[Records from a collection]
________________________________________

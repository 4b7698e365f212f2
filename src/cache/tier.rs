//! Cache tier selection.
//!
//! [`TierPolicy::classify`] is a pure decision function: hotness signals plus
//! (optionally) the shape of a fresh upstream response go in, a tier and TTL
//! come out. It is run on the fetch path and again on every cache hit so an
//! entry can be promoted while it is being served.

use std::collections::BTreeMap;
use std::time::Duration;

use serde::Deserialize;
use serde_json::Value;

use super::CacheTier;

/// Why a tier was chosen. Logged alongside every cache write.
#[derive(Debug, Clone, Copy, PartialEq, Eq)]
pub enum TierReason {
    /// The exact request was seen often within its hotness window.
    HotRequest,
    /// The upstream returned no results.
    NegativeCache,
    /// The request is built from frequently used filter values.
    HotParams,
    Regular,
}

impl TierReason {
    pub fn as_str(&self) -> &'static str {
        match self {
            TierReason::HotRequest => "hot_request",
            TierReason::NegativeCache => "negative_cache",
            TierReason::HotParams => "hot_params",
            TierReason::Regular => "regular_cache",
        }
    }
}

/// Outcome of [`TierPolicy::classify`].
#[derive(Debug, Clone, Copy, PartialEq, Eq)]
pub struct Classification {
    pub tier: CacheTier,
    pub ttl: Duration,
    pub reason: TierReason,
}

/// The part of an upstream response the classifier looks at.
#[derive(Debug, Clone, Copy, PartialEq, Eq)]
pub struct ResponseShape {
    /// Length of the `data` result list, `None` if the body has no such list.
    pub result_count: Option<usize>,
}

impl ResponseShape {
    pub fn of(body: &Value) -> Self {
        Self {
            result_count: body.get("data").and_then(Value::as_array).map(Vec::len),
        }
    }

    pub fn is_empty(&self) -> bool {
        self.result_count == Some(0)
    }
}

/// Thresholds and TTLs for tier selection.
///
/// Defaults: a request seen more than 5 times in its window goes to the
/// long-lived tier for 120s; an empty result is negatively cached for 60s;
/// a request whose tracked parameters average more than 10 hits goes to the
/// long-lived tier for 150s; anything else is cached short-lived for 60s.
#[derive(Debug, Clone, PartialEq, Deserialize)]
pub struct TierPolicy {
    #[serde(default = "default_hot_request_threshold")]
    pub hot_request_threshold: i64,
    #[serde(default = "default_hot_request_ttl")]
    pub hot_request_ttl_secs: u64,
    #[serde(default = "default_negative_ttl")]
    pub negative_ttl_secs: u64,
    #[serde(default = "default_hot_params_threshold")]
    pub hot_params_threshold: f64,
    #[serde(default = "default_hot_params_ttl")]
    pub hot_params_ttl_secs: u64,
    #[serde(default = "default_regular_ttl")]
    pub regular_ttl_secs: u64,
}

fn default_hot_request_threshold() -> i64 {
    5
}

fn default_hot_request_ttl() -> u64 {
    120
}

fn default_negative_ttl() -> u64 {
    60
}

fn default_hot_params_threshold() -> f64 {
    10.0
}

fn default_hot_params_ttl() -> u64 {
    150
}

fn default_regular_ttl() -> u64 {
    60
}

impl Default for TierPolicy {
    fn default() -> Self {
        Self {
            hot_request_threshold: default_hot_request_threshold(),
            hot_request_ttl_secs: default_hot_request_ttl(),
            negative_ttl_secs: default_negative_ttl(),
            hot_params_threshold: default_hot_params_threshold(),
            hot_params_ttl_secs: default_hot_params_ttl(),
            regular_ttl_secs: default_regular_ttl(),
        }
    }
}

impl TierPolicy {
    /// Pick a tier and TTL.
    ///
    /// Checks run in order and the first match wins: request hotness, empty
    /// response (only when `shape` is given), mean parameter hotness, default.
    pub fn classify(
        &self,
        param_hotness: &BTreeMap<String, i64>,
        request_hotness: i64,
        shape: Option<&ResponseShape>,
    ) -> Classification {
        if request_hotness > self.hot_request_threshold {
            return self.pick(CacheTier::Long, self.hot_request_ttl_secs, TierReason::HotRequest);
        }

        if shape.is_some_and(ResponseShape::is_empty) {
            return self.pick(CacheTier::Short, self.negative_ttl_secs, TierReason::NegativeCache);
        }

        if mean(param_hotness) > self.hot_params_threshold {
            return self.pick(CacheTier::Long, self.hot_params_ttl_secs, TierReason::HotParams);
        }

        self.pick(CacheTier::Short, self.regular_ttl_secs, TierReason::Regular)
    }

    fn pick(&self, tier: CacheTier, ttl_secs: u64, reason: TierReason) -> Classification {
        Classification {
            tier,
            ttl: Duration::from_secs(ttl_secs),
            reason,
        }
    }
}

/// Mean counter value; 0 for a request with no tracked parameters.
fn mean(param_hotness: &BTreeMap<String, i64>) -> f64 {
    if param_hotness.is_empty() {
        return 0.0;
    }
    let total: i64 = param_hotness.values().sum();
    total as f64 / param_hotness.len() as f64
}

#[cfg(test)]
mod tests {
    use serde_json::json;

    use super::*;

    fn params(counts: &[(&str, i64)]) -> BTreeMap<String, i64> {
        counts.iter().map(|(k, v)| (k.to_string(), *v)).collect()
    }

    #[test]
    fn hot_request_wins_over_empty_response() {
        let policy = TierPolicy::default();
        let empty = ResponseShape::of(&json!({"data": []}));
        let c = policy.classify(&BTreeMap::new(), 6, Some(&empty));
        assert_eq!(c.tier, CacheTier::Long);
        assert_eq!(c.ttl, Duration::from_secs(120));
        assert_eq!(c.reason, TierReason::HotRequest);
    }

    #[test]
    fn threshold_is_exclusive() {
        let c = TierPolicy::default().classify(&BTreeMap::new(), 5, None);
        assert_eq!(c.reason, TierReason::Regular);
        assert_eq!(c.tier, CacheTier::Short);
    }

    #[test]
    fn empty_response_is_negatively_cached() {
        let empty = ResponseShape::of(&json!({"data": [], "pagination": {}}));
        let c = TierPolicy::default().classify(&params(&[("status:airing", 50)]), 1, Some(&empty));
        assert_eq!(c.tier, CacheTier::Short);
        assert_eq!(c.ttl, Duration::from_secs(60));
        assert_eq!(c.reason, TierReason::NegativeCache);
    }

    #[test]
    fn hot_params_promote() {
        let shape = ResponseShape::of(&json!({"data": [{"mal_id": 1}]}));
        let c = TierPolicy::default().classify(
            &params(&[("status:airing", 15), ("order_by:score", 8)]),
            1,
            Some(&shape),
        );
        assert_eq!(c.tier, CacheTier::Long);
        assert_eq!(c.ttl, Duration::from_secs(150));
        assert_eq!(c.reason, TierReason::HotParams);
    }

    #[test]
    fn mean_must_exceed_threshold() {
        let c = TierPolicy::default().classify(&params(&[("a:1", 10), ("b:2", 10)]), 1, None);
        assert_eq!(c.reason, TierReason::Regular);
    }

    #[test]
    fn no_tracked_params_does_not_divide_by_zero() {
        let c = TierPolicy::default().classify(&BTreeMap::new(), 1, None);
        assert_eq!(c.tier, CacheTier::Short);
        assert_eq!(c.ttl, Duration::from_secs(60));
    }

    #[test]
    fn body_without_data_is_not_negative() {
        let shape = ResponseShape::of(&json!({"pagination": {}}));
        assert_eq!(shape.result_count, None);
        let c = TierPolicy::default().classify(&BTreeMap::new(), 1, Some(&shape));
        assert_eq!(c.reason, TierReason::Regular);
    }

    #[test]
    fn classify_is_deterministic() {
        let policy = TierPolicy::default();
        let p = params(&[("genres:1", 12)]);
        assert_eq!(policy.classify(&p, 2, None), policy.classify(&p, 2, None));
    }
}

________________________________________

Task directions:
Read through the entries and count the lines where "more" appears; respond with the number only.

Answer to the exercise:
2